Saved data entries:
:::::
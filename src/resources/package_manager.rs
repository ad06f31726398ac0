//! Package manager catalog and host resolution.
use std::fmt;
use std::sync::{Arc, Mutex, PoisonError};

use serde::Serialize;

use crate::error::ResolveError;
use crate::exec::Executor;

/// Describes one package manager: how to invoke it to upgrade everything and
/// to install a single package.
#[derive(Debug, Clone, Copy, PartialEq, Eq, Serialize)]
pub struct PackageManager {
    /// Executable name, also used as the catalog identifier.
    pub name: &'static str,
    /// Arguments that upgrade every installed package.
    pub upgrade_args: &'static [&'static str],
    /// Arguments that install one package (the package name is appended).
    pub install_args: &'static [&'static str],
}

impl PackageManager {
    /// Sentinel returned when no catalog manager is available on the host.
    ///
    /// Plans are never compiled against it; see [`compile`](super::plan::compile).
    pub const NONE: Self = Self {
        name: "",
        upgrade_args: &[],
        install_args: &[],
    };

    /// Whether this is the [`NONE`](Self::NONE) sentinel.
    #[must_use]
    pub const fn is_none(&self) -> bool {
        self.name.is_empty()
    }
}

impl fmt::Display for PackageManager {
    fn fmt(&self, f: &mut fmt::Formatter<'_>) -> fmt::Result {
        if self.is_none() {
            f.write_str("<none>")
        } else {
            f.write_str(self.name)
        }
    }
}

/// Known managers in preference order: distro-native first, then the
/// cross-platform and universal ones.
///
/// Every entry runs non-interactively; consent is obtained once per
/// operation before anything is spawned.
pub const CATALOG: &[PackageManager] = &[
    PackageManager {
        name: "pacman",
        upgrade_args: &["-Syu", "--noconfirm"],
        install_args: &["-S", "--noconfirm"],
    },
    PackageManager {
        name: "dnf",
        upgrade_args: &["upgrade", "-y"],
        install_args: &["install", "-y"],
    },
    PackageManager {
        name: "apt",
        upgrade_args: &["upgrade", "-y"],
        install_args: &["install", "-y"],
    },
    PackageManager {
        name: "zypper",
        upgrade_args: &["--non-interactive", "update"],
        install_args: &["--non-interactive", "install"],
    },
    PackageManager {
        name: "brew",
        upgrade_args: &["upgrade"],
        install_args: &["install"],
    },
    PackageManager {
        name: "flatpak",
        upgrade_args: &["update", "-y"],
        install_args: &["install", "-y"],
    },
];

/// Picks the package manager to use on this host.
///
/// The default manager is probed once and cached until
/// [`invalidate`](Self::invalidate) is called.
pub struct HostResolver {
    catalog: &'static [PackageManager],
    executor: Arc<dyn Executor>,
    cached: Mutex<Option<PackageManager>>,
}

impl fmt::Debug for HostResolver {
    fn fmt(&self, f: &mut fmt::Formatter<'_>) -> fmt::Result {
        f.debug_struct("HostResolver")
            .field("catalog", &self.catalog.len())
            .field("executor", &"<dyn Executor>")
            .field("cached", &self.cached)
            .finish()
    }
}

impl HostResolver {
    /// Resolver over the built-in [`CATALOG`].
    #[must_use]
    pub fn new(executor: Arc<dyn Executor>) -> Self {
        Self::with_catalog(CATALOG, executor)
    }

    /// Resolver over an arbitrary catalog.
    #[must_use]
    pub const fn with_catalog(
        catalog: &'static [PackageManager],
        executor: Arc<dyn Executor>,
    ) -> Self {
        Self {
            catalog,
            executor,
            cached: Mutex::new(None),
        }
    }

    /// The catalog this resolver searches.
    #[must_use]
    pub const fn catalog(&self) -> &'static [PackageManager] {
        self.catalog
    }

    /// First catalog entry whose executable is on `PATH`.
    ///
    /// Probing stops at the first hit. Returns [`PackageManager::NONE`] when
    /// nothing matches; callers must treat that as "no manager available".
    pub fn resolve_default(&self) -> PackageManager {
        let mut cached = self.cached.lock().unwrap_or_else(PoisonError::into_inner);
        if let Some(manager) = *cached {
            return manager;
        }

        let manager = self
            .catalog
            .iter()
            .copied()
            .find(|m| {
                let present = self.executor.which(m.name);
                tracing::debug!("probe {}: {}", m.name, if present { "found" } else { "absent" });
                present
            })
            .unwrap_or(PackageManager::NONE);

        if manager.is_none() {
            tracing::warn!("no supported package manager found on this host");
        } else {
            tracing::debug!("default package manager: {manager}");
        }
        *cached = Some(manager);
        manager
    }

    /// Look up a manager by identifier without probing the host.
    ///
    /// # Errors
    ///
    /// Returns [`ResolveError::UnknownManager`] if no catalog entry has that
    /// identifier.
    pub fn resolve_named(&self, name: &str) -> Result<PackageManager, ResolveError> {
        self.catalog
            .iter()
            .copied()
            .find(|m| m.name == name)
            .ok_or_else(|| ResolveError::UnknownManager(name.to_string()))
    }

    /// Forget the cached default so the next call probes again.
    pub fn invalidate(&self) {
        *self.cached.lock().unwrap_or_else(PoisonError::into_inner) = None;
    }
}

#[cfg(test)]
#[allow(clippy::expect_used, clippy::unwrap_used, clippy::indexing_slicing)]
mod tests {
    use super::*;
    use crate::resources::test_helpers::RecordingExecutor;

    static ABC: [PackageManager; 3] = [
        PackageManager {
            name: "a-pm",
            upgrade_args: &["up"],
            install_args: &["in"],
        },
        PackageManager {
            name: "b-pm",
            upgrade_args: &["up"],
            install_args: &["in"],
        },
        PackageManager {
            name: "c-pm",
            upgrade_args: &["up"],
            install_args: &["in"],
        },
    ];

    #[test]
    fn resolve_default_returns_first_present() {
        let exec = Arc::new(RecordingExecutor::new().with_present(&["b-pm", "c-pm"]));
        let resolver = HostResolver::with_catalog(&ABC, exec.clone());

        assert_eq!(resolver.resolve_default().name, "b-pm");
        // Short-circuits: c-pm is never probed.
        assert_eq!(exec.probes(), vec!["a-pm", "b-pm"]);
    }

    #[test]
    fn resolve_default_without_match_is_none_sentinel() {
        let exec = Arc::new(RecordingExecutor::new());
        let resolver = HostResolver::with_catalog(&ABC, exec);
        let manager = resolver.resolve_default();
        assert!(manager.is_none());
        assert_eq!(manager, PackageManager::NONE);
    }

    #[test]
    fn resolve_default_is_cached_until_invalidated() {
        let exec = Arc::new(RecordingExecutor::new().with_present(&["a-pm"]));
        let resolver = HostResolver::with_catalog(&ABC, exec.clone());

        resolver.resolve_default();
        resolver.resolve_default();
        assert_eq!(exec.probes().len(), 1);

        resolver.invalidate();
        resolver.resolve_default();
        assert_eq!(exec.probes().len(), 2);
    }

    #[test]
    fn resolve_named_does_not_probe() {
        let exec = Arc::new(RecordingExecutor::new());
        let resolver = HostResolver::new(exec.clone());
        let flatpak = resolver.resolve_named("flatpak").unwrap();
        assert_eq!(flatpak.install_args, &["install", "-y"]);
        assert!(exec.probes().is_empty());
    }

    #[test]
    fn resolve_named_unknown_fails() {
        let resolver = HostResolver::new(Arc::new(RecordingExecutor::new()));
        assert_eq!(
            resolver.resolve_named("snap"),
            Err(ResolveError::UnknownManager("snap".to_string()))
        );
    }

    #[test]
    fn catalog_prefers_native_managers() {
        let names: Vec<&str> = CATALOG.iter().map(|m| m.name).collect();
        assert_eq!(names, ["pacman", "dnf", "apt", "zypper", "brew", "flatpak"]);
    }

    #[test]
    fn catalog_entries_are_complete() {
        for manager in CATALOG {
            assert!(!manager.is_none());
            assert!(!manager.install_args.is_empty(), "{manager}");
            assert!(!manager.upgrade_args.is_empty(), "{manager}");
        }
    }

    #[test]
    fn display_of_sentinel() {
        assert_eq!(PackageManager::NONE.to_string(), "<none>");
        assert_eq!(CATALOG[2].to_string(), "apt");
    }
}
:::::
— ASSIGNMENT —
Your task is to gather all lines from the entries above that hold the word "snap".

— RESULT OF THIS EXERCISE —
            resolver.resolve_named("snap"),
            Err(ResolveError::UnknownManager("snap".to_string()))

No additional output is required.